The Manitoba government has been consulting on its plan for months with interest groups, including farm organizations. Nevertheless, when the plan is released in two or three weeks, all Manitobans will have an opportunity to provide feedback, Pallister said.
While the plan will contain many details, the government still wants citizen input on such things as whether a carbon tax should start low and be raised over time, or start at the full amount.
It also wants to hear how revenues raised by taxing carbon should be used. Options include making the tax revenue neutral, or investing money in projects designed to cut emissions.

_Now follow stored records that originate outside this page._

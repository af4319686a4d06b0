//! Four-stage triangle counting pipeline
//!
//! Every stage runs on the blocking pool and the next stage starts only after
//! the previous handle resolved with its complete output. With a work
//! directory configured, each stage output is written to disk and the next
//! stage reads it back from there, so the on-disk streams are exactly what
//! the stages consumed. A run first clears whatever an earlier run left in
//! the work directory.

use crate::config::{ConfigError, PipelineConfig};
use crate::engine::{EngineError, EngineResult, LocalExecutor, StageOutput};
use crate::persistence::{EdgeSource, StageStore, StoreError};
use crate::record::{RecordError, RecordResult};
use crate::stages::{
    aggregate_job, degree_job, orient_job, wedge_job, DegreeTable, TriangleReport, TriangleTally,
    STAGES, WEDGE_STAGE,
};
use std::sync::Arc;
use thiserror::Error;
use tokio::task::JoinError;
use tracing::info;

/// Pipeline errors
#[derive(Error, Debug)]
pub enum PipelineError {
    #[error("Configuration error: {0}")]
    Config(#[from] ConfigError),

    #[error("Engine error: {0}")]
    Engine(#[from] EngineError),

    #[error("Storage error: {0}")]
    Store(#[from] StoreError),

    #[error("Record error: {0}")]
    Record(#[from] RecordError),

    /// A stage task panicked or was cancelled
    #[error("Stage task failed: {0}")]
    Join(#[from] JoinError),
}

pub type PipelineResult<T> = Result<T, PipelineError>;

/// Stage 1
pub fn run_degree_stage(
    executor: &LocalExecutor,
    edges: Arc<Vec<String>>,
    config: &PipelineConfig,
) -> EngineResult<StageOutput> {
    executor.run(&degree_job(edges, config))
}

/// Stage 2; `degrees` must be the complete stage-1 output
pub fn run_orient_stage(
    executor: &LocalExecutor,
    edges: Arc<Vec<String>>,
    degrees: &[String],
    config: &PipelineConfig,
) -> EngineResult<StageOutput> {
    let table = DegreeTable::from_lines(degrees.iter().map(String::as_str));
    info!("Degree table holds {} vertices", table.len());
    executor.run(&orient_job(edges, Arc::new(table), config))
}

/// Stage 3, optionally dumping the tagged pair records to `shuffle_store`
pub fn run_close_stage(
    executor: &LocalExecutor,
    adjacency: Arc<Vec<String>>,
    edges: Arc<Vec<String>>,
    config: &PipelineConfig,
    shuffle_store: Option<&StageStore>,
) -> PipelineResult<StageOutput> {
    let job = wedge_job(adjacency, edges, config);
    let shuffle = executor.shuffle(&job)?;
    if let Some(store) = shuffle_store {
        let dir = store.write_shuffle(&shuffle)?;
        info!("Stage {}: tagged pair records written to {:?}", WEDGE_STAGE, dir);
    }
    Ok(executor.reduce(&job, shuffle)?)
}

/// Stage 4
pub fn run_aggregate_stage(
    executor: &LocalExecutor,
    contributions: Arc<Vec<String>>,
    config: &PipelineConfig,
) -> EngineResult<StageOutput> {
    executor.run(&aggregate_job(contributions, config))
}

/// Fold every stage-4 reducer output into one report
pub fn build_report(output: &StageOutput) -> RecordResult<TriangleReport> {
    let tally = output
        .parts()
        .iter()
        .map(|part| TriangleTally::from_lines(part.iter().map(String::as_str)))
        .try_fold(TriangleTally::default(), |acc, part| part.map(|t| acc.merge(t)))?;
    Ok(tally.into_report())
}

/// Runs the four stages in sequence
#[derive(Debug, Clone)]
pub struct TriangleCounter {
    config: Arc<PipelineConfig>,
    executor: Arc<LocalExecutor>,
    store: Option<Arc<StageStore>>,
    shuffle_store: Option<Arc<StageStore>>,
}

impl TriangleCounter {
    pub fn new(config: PipelineConfig) -> PipelineResult<Self> {
        config.validate()?;
        let executor = LocalExecutor::from_config(&config)?;
        let store = match &config.work_dir {
            Some(dir) => Some(Arc::new(StageStore::new(dir)?)),
            None => None,
        };
        Ok(Self {
            config: Arc::new(config),
            executor: Arc::new(executor),
            store,
            shuffle_store: None,
        })
    }

    /// Also dump the stage-3 tagged pair records
    pub fn with_shuffle_store(mut self, store: StageStore) -> Self {
        self.shuffle_store = Some(Arc::new(store));
        self
    }

    pub fn config(&self) -> &PipelineConfig {
        &self.config
    }

    pub fn store(&self) -> Option<&StageStore> {
        self.store.as_deref()
    }

    pub async fn run(&self, source: EdgeSource) -> PipelineResult<TriangleReport> {
        info!(
            "Pipeline: starting with {} reducers, {} map splits",
            self.config.reducers, self.config.map_splits
        );
        let edges = Arc::new(self.blocking(move || Ok(source.load()?)).await?);

        if self.store.is_some() || self.shuffle_store.is_some() {
            let (store, shuffle_store) = (self.store.clone(), self.shuffle_store.clone());
            self.blocking(move || {
                if let Some(store) = &store {
                    store.clear_run(&STAGES)?;
                }
                if let Some(store) = &shuffle_store {
                    store.clear_shuffle(WEDGE_STAGE)?;
                }
                Ok(())
            })
            .await?;
        }

        let degrees = {
            let (executor, config, edges) =
                (self.executor.clone(), self.config.clone(), edges.clone());
            let store = self.store.clone();
            self.blocking(move || {
                let output = run_degree_stage(&executor, edges, &config)?;
                materialize(store.as_deref(), output)
            })
            .await?
        };

        let adjacency = {
            let (executor, config, edges) =
                (self.executor.clone(), self.config.clone(), edges.clone());
            let store = self.store.clone();
            self.blocking(move || {
                let output = run_orient_stage(&executor, edges, &degrees, &config)?;
                materialize(store.as_deref(), output)
            })
            .await?
        };

        let contributions = {
            let (executor, config) = (self.executor.clone(), self.config.clone());
            let (store, shuffle_store) = (self.store.clone(), self.shuffle_store.clone());
            self.blocking(move || {
                let output = run_close_stage(
                    &executor,
                    Arc::new(adjacency),
                    edges,
                    &config,
                    shuffle_store.as_deref(),
                )?;
                materialize(store.as_deref(), output)
            })
            .await?
        };

        let report = {
            let (executor, config) = (self.executor.clone(), self.config.clone());
            let store = self.store.clone();
            self.blocking(move || {
                let output = run_aggregate_stage(&executor, Arc::new(contributions), &config)?;
                if let Some(store) = &store {
                    store.write(&output)?;
                }
                let report = build_report(&output)?;
                if let Some(store) = &store {
                    store.write_report(&report)?;
                }
                Ok(report)
            })
            .await?
        };

        info!(
            "Pipeline: {} triangles across {} vertices",
            report.total_triangles,
            report.vertex_counts.len()
        );
        Ok(report)
    }

    /// Run `f` on the blocking pool; resolving the handle is the stage barrier
    async fn blocking<T, F>(&self, f: F) -> PipelineResult<T>
    where
        T: Send + 'static,
        F: FnOnce() -> PipelineResult<T> + Send + 'static,
    {
        tokio::task::spawn_blocking(f).await?
    }
}

/// Hand a finished stage to the next one, through the store when there is one
fn materialize(store: Option<&StageStore>, output: StageOutput) -> PipelineResult<Vec<String>> {
    match store {
        Some(store) => {
            store.write(&output)?;
            Ok(store.read(output.stage())?)
        }
        None => Ok(output.into_lines()),
    }
}

#[cfg(test)]
mod tests {
    use super::*;
    use crate::config::InputPolicy;
    use crate::engine::TaskError;
    use crate::graph::Vertex;
    use crate::stages::{AGGREGATE_STAGE, DEGREE_STAGE};
    use tempfile::TempDir;

    async fn count(edges: &[&str], config: PipelineConfig) -> PipelineResult<TriangleReport> {
        TriangleCounter::new(config)?
            .run(EdgeSource::from_lines(edges.iter().copied()))
            .await
    }

    #[tokio::test]
    async fn test_single_triangle() {
        let report = count(&["1 2", "2 3", "1 3"], PipelineConfig::default())
            .await
            .unwrap();
        assert_eq!(report.total_triangles, 1);
        assert_eq!(report.to_string(), "total_triangles 1\n1 1\n2 1\n3 1\n");
    }

    #[tokio::test]
    async fn test_invalid_config_rejected() {
        let result = TriangleCounter::new(PipelineConfig::default().with_reducers(0));
        assert!(matches!(result, Err(PipelineError::Config(_))));
    }

    #[tokio::test]
    async fn test_self_loop_policies() {
        let edges = ["1 2", "2 3", "1 3", "3 3"];
        let strict = count(&edges, PipelineConfig::default()).await;
        assert!(matches!(
            strict,
            Err(PipelineError::Engine(EngineError::Task {
                source: TaskError::SelfLoop { .. },
                ..
            }))
        ));

        let lenient = count(
            &edges,
            PipelineConfig::default().with_input_policy(InputPolicy::Lenient),
        )
        .await
        .unwrap();
        assert_eq!(lenient.total_triangles, 1);
    }

    #[tokio::test]
    async fn test_work_dir_holds_every_stage() {
        let temp_dir = TempDir::new().unwrap();
        let config = PipelineConfig::default()
            .with_reducers(2)
            .with_work_dir(temp_dir.path());
        let counter = TriangleCounter::new(config).unwrap();
        let report = counter
            .run(EdgeSource::from_lines(["1 2", "2 3", "1 3", "3 4"]))
            .await
            .unwrap();

        let store = counter.store().unwrap();
        for stage in STAGES {
            assert!(store.has_stage(stage), "missing {}", stage);
        }
        let mut degrees = store.read(DEGREE_STAGE).unwrap();
        degrees.sort();
        assert_eq!(degrees, vec!["1\t2", "2\t2", "3\t3", "4\t1"]);
        assert_eq!(report.count_for(&Vertex::from(4)), 0);
        assert!(temp_dir.path().join(crate::persistence::REPORT_FILE).is_file());
    }

    #[tokio::test]
    async fn test_aborted_run_leaves_no_earlier_output() {
        let temp_dir = TempDir::new().unwrap();
        let counter =
            TriangleCounter::new(PipelineConfig::default().with_work_dir(temp_dir.path()))
                .unwrap();
        counter
            .run(EdgeSource::from_lines(["1 2", "2 3", "1 3"]))
            .await
            .unwrap();
        let report_path = temp_dir.path().join(crate::persistence::REPORT_FILE);
        assert!(report_path.is_file());

        let result = counter
            .run(EdgeSource::from_lines(["1 2", "2 1", "5 6"]))
            .await;
        assert!(matches!(
            result,
            Err(PipelineError::Engine(EngineError::Task {
                source: TaskError::DuplicateEdge { .. },
                ..
            }))
        ));

        let store = counter.store().unwrap();
        assert!(!report_path.exists());
        assert!(!temp_dir
            .path()
            .join(crate::persistence::REPORT_JSON_FILE)
            .exists());
        assert!(!store.has_stage(WEDGE_STAGE));
        assert!(!store.has_stage(AGGREGATE_STAGE));
        // stages that finished belong to the aborted run
        let mut degrees = store.read(DEGREE_STAGE).unwrap();
        degrees.sort();
        assert_eq!(degrees, vec!["1\t2", "2\t2", "5\t1", "6\t1"]);
    }

    #[test]
    fn test_stages_run_separately() {
        let config = PipelineConfig::default().with_reducers(3);
        let executor = LocalExecutor::from_config(&config).unwrap();
        let edges: Arc<Vec<String>> = Arc::new(
            ["1 2", "1 3", "1 4", "2 3", "2 4", "3 4"]
                .iter()
                .map(|s| s.to_string())
                .collect(),
        );

        let degrees = run_degree_stage(&executor, edges.clone(), &config).unwrap();
        let adjacency =
            run_orient_stage(&executor, edges.clone(), &degrees.into_lines(), &config).unwrap();
        let closing = run_close_stage(
            &executor,
            Arc::new(adjacency.into_lines()),
            edges,
            &config,
            None,
        )
        .unwrap();
        let totals =
            run_aggregate_stage(&executor, Arc::new(closing.into_lines()), &config).unwrap();
        let report = build_report(&totals).unwrap();

        assert_eq!(report.total_triangles, 4);
        for v in 1..=4 {
            assert_eq!(report.count_for(&Vertex::from(v)), 3);
        }
    }
}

“I do think there is a danger, in a province that is as overtaxed as we have been over a long period of time… to our economy in having too much of an erosion of purchasing power at the kitchen table,” Pallister said. “So we want that discussion to happen and we want to make sure that we get the perspectives of Manitobans, whether they are green like me or they’re not, or they are concerned with making sure there’s not too much erosion of their purchasing power at home and that’s their top priority, or whether they are concerned with the carbon reduction side. We’ve got a great province with diverse points of view. We want to hear from Manitobans on this issue.”
Pallister dodged the question when asked if revenues would be sent to Manitoba Hydro to offset rate increases.
To meet the federal government’s minimum requirements for reducing carbon, Manitoba’s plan must be as effective in cutting emission’s, Pallister confirmed.
When asked who decides which plan is better, he replied: “That’s the wonderful thing about public policy-making. If I can get enough Manitobans engaged in this process then Manitobans get to decide because it’s going to be pretty hard for the federal government, based on what we’ve learned from the legal expert, to overrule our plan if Manitobans like it and it works better than theirs (Ottawa’s).”
Manitoba’s plan is expected to recognize many farmers can’t pass on a carbon tax because commodity prices are set in the world market.
“We don’t believe that any carbon tax plan that the federal government advances should be applied to Manitoba farm families,” Pallister said in an interview May 11.
But when asked if it was inaccurate to say Manitoba’s plan would exempt agriculture, Pallister replied: “Probably, because I am talking at the farm gate here.
“By saying that (we’re going to exempt agriculture) you’d be saying all related and secondary suppliers and so on… (and I) don’t think we can realistically make that claim.
“But I do want you to get the general gist that we are very concerned where people cannot recover an input cost… in particular when they are in an industry as critical as agriculture is to the province of Manitoba.”
The Keystone Agricultural Producers (KAP) has called for an exemption of carbon tax on farm fuel, including barn heating.
KAP hasn’t seen Manitoba’s plan, but a provincially developed approach, is more likely to meet citizens’ needs, president Dan Mazier said in an interview Oct. 12.
KAP is pleased the province is committed to additional consultations, Mazier said.
“I expect a robust discussion,” he said.